Life, All that Jazz and More

  • by Larry Stanleigh, BSc, MSc, DDS, FAGD, FADI, FICD, FACD, FPFA
  • Jan 24, 2019, 10:50 AM

I grew up in Toronto in a family with a strong musical tradition. I was named after a world-renowned concert violinist, Louis Rotenberg. My mother’s oldest brother was Percy Faith, one of the most prolific recording artists of the 20th century who produced over 60 albums, garnering Oscar nominations and winning Grammys. Naturally, I took piano lessons, and the public schools I attended had great music programs where I learned how to play the clarinet and saxophone (alto and soprano).

With that background, along with 11 older siblings whose musical tastes ran the gamut from classical to pop, folk, blues, rock, jazz and more, my taste in music is eclectic to this day. My music is always on shuffle because I cannot decide what to listen to, and I enjoy the surprise of not knowing what will come up next.

But the most formative musical years were in high school in Toronto. Ontario Place, a grand waterfront park that was built to celebrate Canada’s 100th birthday in 1967, contained the Forum, a performance stage in the round. The circular stage would rotate so that wherever you sat, the performers would spend part of their concert facing you directly. Saturday nights were the big nights, with various musicians coming to perform for free from May to September.

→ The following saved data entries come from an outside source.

//! Core error types

use std::path::PathBuf;

use thiserror::Error;

#[derive(Error, Debug)]
pub enum GenerateError {
    #[error("config file not found: {path}")]
    ConfigNotFound { path: PathBuf },

    #[error("environment '{environment}': missing required key '{key}' in components.{component}")]
    MissingKey {
        environment: String,
        component: String,
        key: String,
    },

    #[error("environment '{environment}': missing required key '{key}' in env")]
    MissingEnvKey { environment: String, key: String },

    #[error("environment '{environment}': invalid value for '{key}' in {section}: {message}")]
    InvalidValue {
        environment: String,
        section: String,
        key: String,
        message: String,
    },

    #[error("component '{component}': parameter '{parameter}' is required")]
    MissingParameter { component: String, parameter: String },

    #[error("component '{slug}' is not a {expected} component")]
    UnexpectedVariant { slug: String, expected: &'static str },

    #[error("directory '{dir_name}' is produced by both '{first}' and '{second}'")]
    DuplicateDirectory {
        dir_name: String,
        first: String,
        second: String,
    },

    #[error("fleet name '{fleet_name}' is used by both '{first}' and '{second}'")]
    DuplicateFleetName {
        fleet_name: String,
        first: String,
        second: String,
    },

    #[error("component '{dir_name}' depends on unknown fleet name '{dependency}'")]
    UnknownDependency { dir_name: String, dependency: String },

    #[error("unknown environment '{name}' (available: {available})")]
    UnknownEnvironment { name: String, available: String },

    #[error("failed to compose component '{slug}': {source}")]
    ComponentFailed {
        slug: String,
        #[source]
        source: Box<GenerateError>,
    },

    #[error("Failed to parse YAML: {0}")]
    YamlParse(#[from] serde_yaml::Error),

    #[error("Failed to serialize JSON: {0}")]
    JsonParse(#[from] serde_json::Error),

    #[error("IO error: {0}")]
    Io(#[from] std::io::Error),

    #[error("failed to walk {path}: {message}")]
    Walk { path: PathBuf, message: String },
}

impl GenerateError {
    /// Create a missing parameter error
    pub fn missing_parameter(component: impl Into<String>, parameter: impl Into<String>) -> Self {
        Self::MissingParameter {
            component: component.into(),
            parameter: parameter.into(),
        }
    }

    /// Wrap this error with the slug of the component being composed
    pub fn in_component(self, slug: impl Into<String>) -> Self {
        match self {
            // Keep the innermost component as the reported one
            already @ Self::ComponentFailed { .. } => already,
            other => Self::ComponentFailed {
                slug: slug.into(),
                source: Box::new(other),
            },
        }
    }

    /// Whether this error came from reading the configuration document
    pub fn is_configuration(&self) -> bool {
        match self {
            Self::ConfigNotFound { .. }
            | Self::MissingKey { .. }
            | Self::MissingEnvKey { .. }
            | Self::InvalidValue { .. }
            | Self::MissingParameter { .. }
            | Self::UnknownEnvironment { .. }
            | Self::YamlParse(_) => true,
            Self::ComponentFailed { source, .. } => source.is_configuration(),
            _ => false,
        }
    }
}

impl From<walkdir::Error> for GenerateError {
    fn from(err: walkdir::Error) -> Self {
        let path = err.path().map(PathBuf::from).unwrap_or_default();
        Self::Walk {
            path,
            message: err.to_string(),
        }
    }
}

pub type Result<T> = std::result::Result<T, GenerateError>;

Singer-songwriter Dan Hill always started off the season at Ontario Place, and I loved his music back then (I still do), but it was the jazz concerts that had me enthralled. I don’t know how they did it, but all the greats came to Toronto to perform at the Forum — Count Basie, Ella Fitzgerald, Maynard Ferguson, Pat Metheny and Lyle Mays, Rob McConnell and the Boss Brass, Chuck Mangione and so many more. Even Frank Sinatra performed once. It was magic. My friends and I would come early, about 4 p.m., get front-row seats and stay there until the concerts started, typically at 8 p.m. We would take turns getting food and taking bathroom breaks but otherwise hung out together for musical genius to be presented in front of us.

In my university years, I gave up playing music (the reason why is a long story), but my connection to music did not stop. I became a radio DJ for the next four years while I completed my Bachelor of Science at the University of Toronto. It was during those years when I was exposed to a huge cross-section of music I had never heard before and that journey has never stopped. But classical music and jazz seem to be the foundation I keep returning to.

Fast forward to the last few years, when my wife and I were enjoying the Oak Room lounge bar and restaurant at the Palliser Hotel in Calgary one Friday night. The warm, old-world décor place features up-and-coming local musical talent, usually jazz artists, and on this particular evening was a young lady named Ellen Doty. She sang some jazz standards with her own unique spin accompanied by a keyboardist and bass player. It was magic hearing her, and we told her so when she finished.

My wife and I followed Doty’s career and regularly used our social media to spread the word, and hundreds and thousands of people heard about her through our efforts. She recently released her second recording (she had a successful Indiegogo campaign which we helped support) that launched in Calgary before a cross-Canada tour, which we were delighted to attend as well.

Why am I telling you this now? In return for our support of this musician using the power of social media to promote her passions, Doty acknowledged my wife and I on social media. As a result, a number of musicians and fans of hers have become patients in my practice, people who share the same passion for jazz as me. Although our support for Doty was borne out of our shared love and passion for music, we also found that we gained support for my practice, and the practice of dentistry which I pursue with passion and joy as well.

What do you enjoy passionately outside of work? How can you target someone who shares that passion and support them? I think you will find the saying that if you help people get more of what they want or need, you will get more of what you want in return, is indeed true.